With her dark hair and a baby in her arms, Joe probably wouldn’t recognize her as the girl he had once known.
When Billy began to try to eat his fists, Jamie called to Ralph, who was nosing around under a yucca plant by the front steps. When he didn’t respond, she used a firmer tone, and he backed out from under the bush.
“Good boy,” she told him, scratching his head. “Let’s go upstairs and feed this baby.”
She had just finished nursing Billy when there was a knock on the door. She went to the door and, leaving the security chain engaged, opened it just an inch.
When she saw that it was Lynette, she disengaged the chain and invited her inside.
The hospital had just called, Lynette explained. The eleven o’clock shift was short, and she had been asked to fill in. “Could you look after Sally Ann?” she asked.

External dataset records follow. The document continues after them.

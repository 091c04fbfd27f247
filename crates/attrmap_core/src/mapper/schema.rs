//! Per-type attribute schema: raw slot defaults and hook tables.
//!
//! # Responsibility
//! - Capture the declared raw slots of one entity type with their defaults.
//! - Hold the name -> getter/setter hook tables consulted by the mapper.
//!
//! # Invariants
//! - A schema is built once per entity type and never mutated afterwards,
//!   so defaults always come from the type definition, never from an instance.
//! - A declared `null` default is the same as no default.
//! - Hooks are keyed by canonical hook name, compared ASCII-case-insensitively.

use crate::mapper::entity::Entity;
use crate::mapper::naming::{getter_name, hook_lookup_key, setter_name};
use serde_json::Value;
use std::collections::BTreeMap;
use std::fmt::{Debug, Formatter};

/// Getter hook: owns the read of one attribute.
pub type Getter<E> = fn(&E) -> Result<Option<Value>, <E as Entity>::Error>;

/// Setter hook: owns the write of one attribute.
pub type Setter<E> = fn(&mut E, Value) -> Result<(), <E as Entity>::Error>;

/// One declared raw slot.
#[derive(Debug, Clone, PartialEq)]
pub struct SlotDecl {
    pub name: String,
    /// `None` when the type declares no default (or a `null` one).
    pub default: Option<Value>,
}

/// Raw slot declarations of one entity type, indexed by exact name.
#[derive(Debug, Clone, Default, PartialEq)]
pub struct SlotLayout {
    slots: Vec<SlotDecl>,
    index: BTreeMap<String, usize>,
}

impl SlotLayout {
    fn new(slots: Vec<SlotDecl>) -> Self {
        let index = slots
            .iter()
            .enumerate()
            .map(|(position, slot)| (slot.name.clone(), position))
            .collect();
        Self { slots, index }
    }

    pub fn len(&self) -> usize {
        self.slots.len()
    }

    pub fn is_empty(&self) -> bool {
        self.slots.is_empty()
    }

    pub fn slots(&self) -> &[SlotDecl] {
        &self.slots
    }

    /// Position of the slot named exactly `name`.
    pub fn position(&self, name: &str) -> Option<usize> {
        self.index.get(name).copied()
    }

    pub fn default_of(&self, name: &str) -> Option<&Value> {
        let position = self.position(name)?;
        self.slots[position].default.as_ref()
    }
}

/// Immutable attribute layout of one entity type.
pub struct Schema<E: Entity> {
    name: &'static str,
    layout: SlotLayout,
    getters: BTreeMap<String, (String, Getter<E>)>,
    setters: BTreeMap<String, (String, Setter<E>)>,
}

impl<E: Entity> Schema<E> {
    pub fn builder(name: &'static str) -> SchemaBuilder<E> {
        SchemaBuilder {
            name,
            slots: Vec::new(),
            getters: BTreeMap::new(),
            setters: BTreeMap::new(),
        }
    }

    /// Entity type name used in log events.
    pub fn name(&self) -> &'static str {
        self.name
    }

    pub fn layout(&self) -> &SlotLayout {
        &self.layout
    }

    pub fn slot_names(&self) -> impl Iterator<Item = &str> + '_ {
        self.layout.slots().iter().map(|slot| slot.name.as_str())
    }

    /// Whether a raw slot named exactly `name` is declared.
    pub fn has_slot(&self, name: &str) -> bool {
        self.layout.position(name).is_some()
    }

    /// Declared default of raw slot `name`, if any.
    pub fn default_of(&self, name: &str) -> Option<&Value> {
        self.layout.default_of(name)
    }

    /// Looks up a getter by hook name, e.g. `getFullName`.
    pub fn getter(&self, hook_name: &str) -> Option<Getter<E>> {
        self.getters
            .get(&hook_lookup_key(hook_name))
            .map(|(_, hook)| *hook)
    }

    /// Looks up a setter by hook name, e.g. `setFullName`.
    pub fn setter(&self, hook_name: &str) -> Option<Setter<E>> {
        self.setters
            .get(&hook_lookup_key(hook_name))
            .map(|(_, hook)| *hook)
    }

    /// Registered getter hook names, as declared.
    pub fn getter_names(&self) -> impl Iterator<Item = &str> + '_ {
        self.getters.values().map(|(name, _)| name.as_str())
    }

    /// Registered setter hook names, as declared.
    pub fn setter_names(&self) -> impl Iterator<Item = &str> + '_ {
        self.setters.values().map(|(name, _)| name.as_str())
    }

    pub(crate) fn getter_for_key(&self, key: &str) -> Option<Getter<E>> {
        self.getter(&getter_name(key))
    }

    pub(crate) fn setter_for_key(&self, key: &str) -> Option<Setter<E>> {
        self.setter(&setter_name(key))
    }
}

impl<E: Entity> Debug for Schema<E> {
    fn fmt(&self, f: &mut Formatter<'_>) -> std::fmt::Result {
        f.debug_struct("Schema")
            .field("name", &self.name)
            .field("slots", &self.layout.slots())
            .field("getters", &self.getter_names().collect::<Vec<_>>())
            .field("setters", &self.setter_names().collect::<Vec<_>>())
            .finish()
    }
}

/// Builder for a [`Schema`]; typically run once inside a `Lazy` static.
pub struct SchemaBuilder<E: Entity> {
    name: &'static str,
    slots: Vec<SlotDecl>,
    getters: BTreeMap<String, (String, Getter<E>)>,
    setters: BTreeMap<String, (String, Setter<E>)>,
}

impl<E: Entity> SchemaBuilder<E> {
    /// Declares a raw slot without a default.
    pub fn slot(self, name: impl Into<String>) -> Self {
        self.declare(name.into(), None)
    }

    /// Declares a raw slot with a default restored by `clear`.
    pub fn slot_with_default(self, name: impl Into<String>, default: impl Into<Value>) -> Self {
        let default = match default.into() {
            Value::Null => None,
            value => Some(value),
        };
        self.declare(name.into(), default)
    }

    /// Registers the getter hook for `attribute` under `get<Fragment>`.
    pub fn getter(mut self, attribute: &str, hook: Getter<E>) -> Self {
        let hook_name = getter_name(attribute);
        self.getters
            .insert(hook_lookup_key(&hook_name), (hook_name, hook));
        self
    }

    /// Registers the setter hook for `attribute` under `set<Fragment>`.
    pub fn setter(mut self, attribute: &str, hook: Setter<E>) -> Self {
        let hook_name = setter_name(attribute);
        self.setters
            .insert(hook_lookup_key(&hook_name), (hook_name, hook));
        self
    }

    pub fn build(self) -> Schema<E> {
        Schema {
            name: self.name,
            layout: SlotLayout::new(self.slots),
            getters: self.getters,
            setters: self.setters,
        }
    }

    // Redeclaring a slot replaces its default but keeps its position.
    fn declare(mut self, name: String, default: Option<Value>) -> Self {
        match self.slots.iter_mut().find(|slot| slot.name == name) {
            Some(existing) => existing.default = default,
            None => self.slots.push(SlotDecl { name, default }),
        }
        self
    }
}

#[cfg(test)]
mod tests {
    use super::Schema;
    use crate::config::MapperConfig;
    use crate::error::AttributeError;
    use crate::mapper::attributes::Attributes;
    use crate::mapper::entity::Entity;
    use once_cell::sync::Lazy;
    use serde_json::{json, Value};

    struct Page {
        attributes: Attributes,
    }

    fn page_title(_: &Page) -> Result<Option<Value>, AttributeError> {
        Ok(Some(json!("page")))
    }

    fn page_set_title(_: &mut Page, _: Value) -> Result<(), AttributeError> {
        Ok(())
    }

    static PAGE_SCHEMA: Lazy<Schema<Page>> = Lazy::new(|| {
        Schema::builder("page")
            .slot("title")
            .slot_with_default("status", "draft")
            .slot_with_default("note", Value::Null)
            .slot_with_default("title", 7)
            .getter("page_title", page_title)
            .setter("page-title", page_set_title)
            .build()
    });

    impl Entity for Page {
        type Error = AttributeError;

        fn schema() -> &'static Schema<Self> {
            &PAGE_SCHEMA
        }

        fn attributes(&self) -> &Attributes {
            &self.attributes
        }

        fn attributes_mut(&mut self) -> &mut Attributes {
            &mut self.attributes
        }
    }

    #[test]
    fn keeps_declaration_order_and_last_default() {
        let names: Vec<&str> = PAGE_SCHEMA.slot_names().collect();
        assert_eq!(names, ["title", "status", "note"]);
        assert_eq!(PAGE_SCHEMA.default_of("title"), Some(&json!(7)));
        assert_eq!(PAGE_SCHEMA.default_of("status"), Some(&json!("draft")));
    }

    #[test]
    fn null_default_counts_as_no_default() {
        assert!(PAGE_SCHEMA.has_slot("note"));
        assert_eq!(PAGE_SCHEMA.default_of("note"), None);
        assert_eq!(PAGE_SCHEMA.default_of("missing"), None);
    }

    #[test]
    fn hooks_resolve_by_canonical_name_in_any_case() {
        assert!(PAGE_SCHEMA.getter("getPageTitle").is_some());
        assert!(PAGE_SCHEMA.getter("GETPAGETITLE").is_some());
        assert!(PAGE_SCHEMA.setter("setPageTitle").is_some());
        assert!(PAGE_SCHEMA.getter("setPageTitle").is_none());
        assert_eq!(
            PAGE_SCHEMA.getter_names().collect::<Vec<_>>(),
            ["getPageTitle"]
        );
    }

    #[test]
    fn fresh_attributes_hold_declared_defaults() {
        let attributes = Attributes::with_config::<Page>(MapperConfig::default());
        let page = Page { attributes };
        assert_eq!(page.attributes().raw("status"), Some(&json!("draft")));
        assert_eq!(page.attributes().raw("note"), Some(&Value::Null));
    }
}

Jamie agreed, of course. Lynette said she would bring Sally Ann up around ten-thirty.
Jamie had hoped to purchase a secondhand playpen, which could double as a bed for Sally Ann, but she could manage for one night. She put Billy in the infant seat, changed the sheet on his bed, then took a shower. She had on a nightshirt when Lynette arrived with her baby and pink polka-dotted diaper bag.
She watched Lynette place her sleeping child in Billy’s bed, cover her with a lightweight blanket, and leave a second blanket at the foot of the bed.